## HOW TO COMPLETE THIS TASK
For this exercise, restate the records word for word.

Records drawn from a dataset
★ ★ ★
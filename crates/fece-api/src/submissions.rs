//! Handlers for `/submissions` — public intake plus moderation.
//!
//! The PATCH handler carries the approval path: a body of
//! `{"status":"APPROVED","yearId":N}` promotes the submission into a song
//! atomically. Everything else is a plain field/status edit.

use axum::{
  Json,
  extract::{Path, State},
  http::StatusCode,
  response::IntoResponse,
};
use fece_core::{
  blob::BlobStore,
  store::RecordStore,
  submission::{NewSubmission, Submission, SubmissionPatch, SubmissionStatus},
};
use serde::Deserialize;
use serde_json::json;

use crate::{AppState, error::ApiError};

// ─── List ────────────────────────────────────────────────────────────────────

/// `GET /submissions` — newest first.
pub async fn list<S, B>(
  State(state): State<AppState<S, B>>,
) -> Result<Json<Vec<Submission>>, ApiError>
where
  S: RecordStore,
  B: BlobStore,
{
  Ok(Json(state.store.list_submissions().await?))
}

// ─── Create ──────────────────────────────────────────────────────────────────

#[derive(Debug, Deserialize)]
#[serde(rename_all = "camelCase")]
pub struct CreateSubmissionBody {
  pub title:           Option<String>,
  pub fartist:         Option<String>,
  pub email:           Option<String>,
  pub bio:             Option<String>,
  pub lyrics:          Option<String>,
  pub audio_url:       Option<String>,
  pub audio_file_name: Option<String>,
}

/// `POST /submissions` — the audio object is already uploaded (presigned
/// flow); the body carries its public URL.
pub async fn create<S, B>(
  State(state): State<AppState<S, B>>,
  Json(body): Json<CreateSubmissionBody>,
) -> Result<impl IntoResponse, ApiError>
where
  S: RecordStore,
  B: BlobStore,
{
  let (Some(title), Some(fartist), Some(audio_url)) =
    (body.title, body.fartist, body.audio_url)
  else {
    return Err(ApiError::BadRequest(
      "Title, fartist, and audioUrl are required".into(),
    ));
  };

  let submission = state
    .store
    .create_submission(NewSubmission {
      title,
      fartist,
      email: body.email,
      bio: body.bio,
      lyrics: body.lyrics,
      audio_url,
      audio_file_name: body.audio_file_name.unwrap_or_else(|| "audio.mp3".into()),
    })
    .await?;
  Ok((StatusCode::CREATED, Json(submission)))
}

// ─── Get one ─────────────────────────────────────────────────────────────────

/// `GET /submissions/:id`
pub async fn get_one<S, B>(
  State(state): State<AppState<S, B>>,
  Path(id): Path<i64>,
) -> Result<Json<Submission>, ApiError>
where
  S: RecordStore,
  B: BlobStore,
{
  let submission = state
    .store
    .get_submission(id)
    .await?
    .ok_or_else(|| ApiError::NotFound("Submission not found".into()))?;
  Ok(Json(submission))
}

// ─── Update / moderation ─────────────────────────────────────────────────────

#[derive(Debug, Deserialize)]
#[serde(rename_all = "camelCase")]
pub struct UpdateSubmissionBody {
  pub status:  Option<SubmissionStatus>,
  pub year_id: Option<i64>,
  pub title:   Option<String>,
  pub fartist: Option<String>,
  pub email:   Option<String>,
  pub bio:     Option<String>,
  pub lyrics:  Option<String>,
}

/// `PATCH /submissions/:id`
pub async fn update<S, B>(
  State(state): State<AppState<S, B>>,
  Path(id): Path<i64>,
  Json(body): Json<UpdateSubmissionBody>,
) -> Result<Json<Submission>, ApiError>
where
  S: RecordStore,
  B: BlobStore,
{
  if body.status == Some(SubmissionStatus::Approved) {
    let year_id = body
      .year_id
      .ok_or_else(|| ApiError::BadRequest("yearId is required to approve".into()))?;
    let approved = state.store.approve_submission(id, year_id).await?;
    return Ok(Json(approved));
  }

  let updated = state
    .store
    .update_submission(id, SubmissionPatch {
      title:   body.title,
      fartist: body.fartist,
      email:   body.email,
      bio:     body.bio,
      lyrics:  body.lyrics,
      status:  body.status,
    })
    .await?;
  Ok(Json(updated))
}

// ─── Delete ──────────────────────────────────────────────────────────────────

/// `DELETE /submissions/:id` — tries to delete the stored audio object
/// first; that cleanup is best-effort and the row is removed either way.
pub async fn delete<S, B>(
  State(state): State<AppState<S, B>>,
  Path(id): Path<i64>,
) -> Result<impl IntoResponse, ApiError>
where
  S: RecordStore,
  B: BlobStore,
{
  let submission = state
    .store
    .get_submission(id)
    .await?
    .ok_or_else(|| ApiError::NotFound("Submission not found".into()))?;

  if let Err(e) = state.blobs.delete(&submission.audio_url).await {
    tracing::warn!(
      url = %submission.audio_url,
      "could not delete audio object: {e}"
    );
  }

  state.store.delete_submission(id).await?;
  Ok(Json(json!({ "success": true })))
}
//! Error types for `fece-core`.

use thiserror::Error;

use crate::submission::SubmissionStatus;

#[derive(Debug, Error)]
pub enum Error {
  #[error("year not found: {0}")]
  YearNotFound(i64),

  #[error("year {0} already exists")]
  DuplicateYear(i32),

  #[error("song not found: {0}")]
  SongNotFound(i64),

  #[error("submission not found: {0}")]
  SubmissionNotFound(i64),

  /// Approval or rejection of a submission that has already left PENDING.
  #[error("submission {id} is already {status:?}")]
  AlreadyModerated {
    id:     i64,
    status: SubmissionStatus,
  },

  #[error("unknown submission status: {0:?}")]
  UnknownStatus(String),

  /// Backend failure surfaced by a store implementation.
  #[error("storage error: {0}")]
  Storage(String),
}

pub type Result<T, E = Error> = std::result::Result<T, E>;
★ ★ ★
## ANSWER BOX
filename crates/fece-api/src/submissions.rs
//! Handlers for `/submissions` — public intake plus moderation.
//!
//! The PATCH handler carries the approval path: a body of
//! `{"status":"APPROVED","yearId":N}` promotes the submission into a song
//! atomically. Everything else is a plain field/status edit.

use axum::{
  Json,
  extract::{Path, State},
  http::StatusCode,
  response::IntoResponse,
};
use fece_core::{
  blob::BlobStore,
  store::RecordStore,
  submission::{NewSubmission, Submission, SubmissionPatch, SubmissionStatus},
};
use serde::Deserialize;
use serde_json::json;

use crate::{AppState, error::ApiError};

// ─── List ────────────────────────────────────────────────────────────────────

/// `GET /submissions` — newest first.
pub async fn list<S, B>(
  State(state): State<AppState<S, B>>,
) -> Result<Json<Vec<Submission>>, ApiError>
where
  S: RecordStore,
  B: BlobStore,
{
  Ok(Json(state.store.list_submissions().await?))
}

// ─── Create ──────────────────────────────────────────────────────────────────

#[derive(Debug, Deserialize)]
#[serde(rename_all = "camelCase")]
pub struct CreateSubmissionBody {
  pub title:           Option<String>,
  pub fartist:         Option<String>,
  pub email:           Option<String>,
  pub bio:             Option<String>,
  pub lyrics:          Option<String>,
  pub audio_url:       Option<String>,
  pub audio_file_name: Option<String>,
}

/// `POST /submissions` — the audio object is already uploaded (presigned
/// flow); the body carries its public URL.
pub async fn create<S, B>(
  State(state): State<AppState<S, B>>,
  Json(body): Json<CreateSubmissionBody>,
) -> Result<impl IntoResponse, ApiError>
where
  S: RecordStore,
  B: BlobStore,
{
  let (Some(title), Some(fartist), Some(audio_url)) =
    (body.title, body.fartist, body.audio_url)
  else {
    return Err(ApiError::BadRequest(
      "Title, fartist, and audioUrl are required".into(),
    ));
  };

  let submission = state
    .store
    .create_submission(NewSubmission {
      title,
      fartist,
      email: body.email,
      bio: body.bio,
      lyrics: body.lyrics,
      audio_url,
      audio_file_name: body.audio_file_name.unwrap_or_else(|| "audio.mp3".into()),
    })
    .await?;
  Ok((StatusCode::CREATED, Json(submission)))
}

// ─── Get one ─────────────────────────────────────────────────────────────────

/// `GET /submissions/:id`
pub async fn get_one<S, B>(
  State(state): State<AppState<S, B>>,
  Path(id): Path<i64>,
) -> Result<Json<Submission>, ApiError>
where
  S: RecordStore,
  B: BlobStore,
{
  let submission = state
    .store
    .get_submission(id)
    .await?
    .ok_or_else(|| ApiError::NotFound("Submission not found".into()))?;
  Ok(Json(submission))
}

// ─── Update / moderation ─────────────────────────────────────────────────────

#[derive(Debug, Deserialize)]
#[serde(rename_all = "camelCase")]
pub struct UpdateSubmissionBody {
  pub status:  Option<SubmissionStatus>,
  pub year_id: Option<i64>,
  pub title:   Option<String>,
  pub fartist: Option<String>,
  pub email:   Option<String>,
  pub bio:     Option<String>,
  pub lyrics:  Option<String>,
}

/// `PATCH /submissions/:id`
pub async fn update<S, B>(
  State(state): State<AppState<S, B>>,
  Path(id): Path<i64>,
  Json(body): Json<UpdateSubmissionBody>,
) -> Result<Json<Submission>, ApiError>
where
  S: RecordStore,
  B: BlobStore,
{
  if body.status == Some(SubmissionStatus::Approved) {
    let year_id = body
      .year_id
      .ok_or_else(|| ApiError::BadRequest("yearId is required to approve".into()))?;
    let approved = state.store.approve_submission(id, year_id).await?;
    return Ok(Json(approved));
  }

  let updated = state
    .store
    .update_submission(id, SubmissionPatch {
      title:   body.title,
      fartist: body.fartist,
      email:   body.email,
      bio:     body.bio,
      lyrics:  body.lyrics,
      status:  body.status,
    })
    .await?;
  Ok(Json(updated))
}

// ─── Delete ──────────────────────────────────────────────────────────────────

/// `DELETE /submissions/:id` — tries to delete the stored audio object
/// first; that cleanup is best-effort and the row is removed either way.
pub async fn delete<S, B>(
  State(state): State<AppState<S, B>>,
  Path(id): Path<i64>,
) -> Result<impl IntoResponse, ApiError>
where
  S: RecordStore,
  B: BlobStore,
{
  let submission = state
    .store
    .get_submission(id)
    .await?
    .ok_or_else(|| ApiError::NotFound("Submission not found".into()))?;

  if let Err(e) = state.blobs.delete(&submission.audio_url).await {
    tracing::warn!(
      url = %submission.audio_url,
      "could not delete audio object: {e}"
    );
  }

  state.store.delete_submission(id).await?;
  Ok(Json(json!({ "success": true })))
}
//! Error types for `fece-core`.

use thiserror::Error;

use crate::submission::SubmissionStatus;

#[derive(Debug, Error)]
pub enum Error {
  #[error("year not found: {0}")]
  YearNotFound(i64),

  #[error("year {0} already exists")]
  DuplicateYear(i32),

  #[error("song not found: {0}")]
  SongNotFound(i64),

  #[error("submission not found: {0}")]
  SubmissionNotFound(i64),

  /// Approval or rejection of a submission that has already left PENDING.
  #[error("submission {id} is already {status:?}")]
  AlreadyModerated {
    id:     i64,
    status: SubmissionStatus,
  },

  #[error("unknown submission status: {0:?}")]
  UnknownStatus(String),

  /// Backend failure surfaced by a store implementation.
  #[error("storage error: {0}")]
  Storage(String),
}

pub type Result<T, E = Error> = std::result::Result<T, E>;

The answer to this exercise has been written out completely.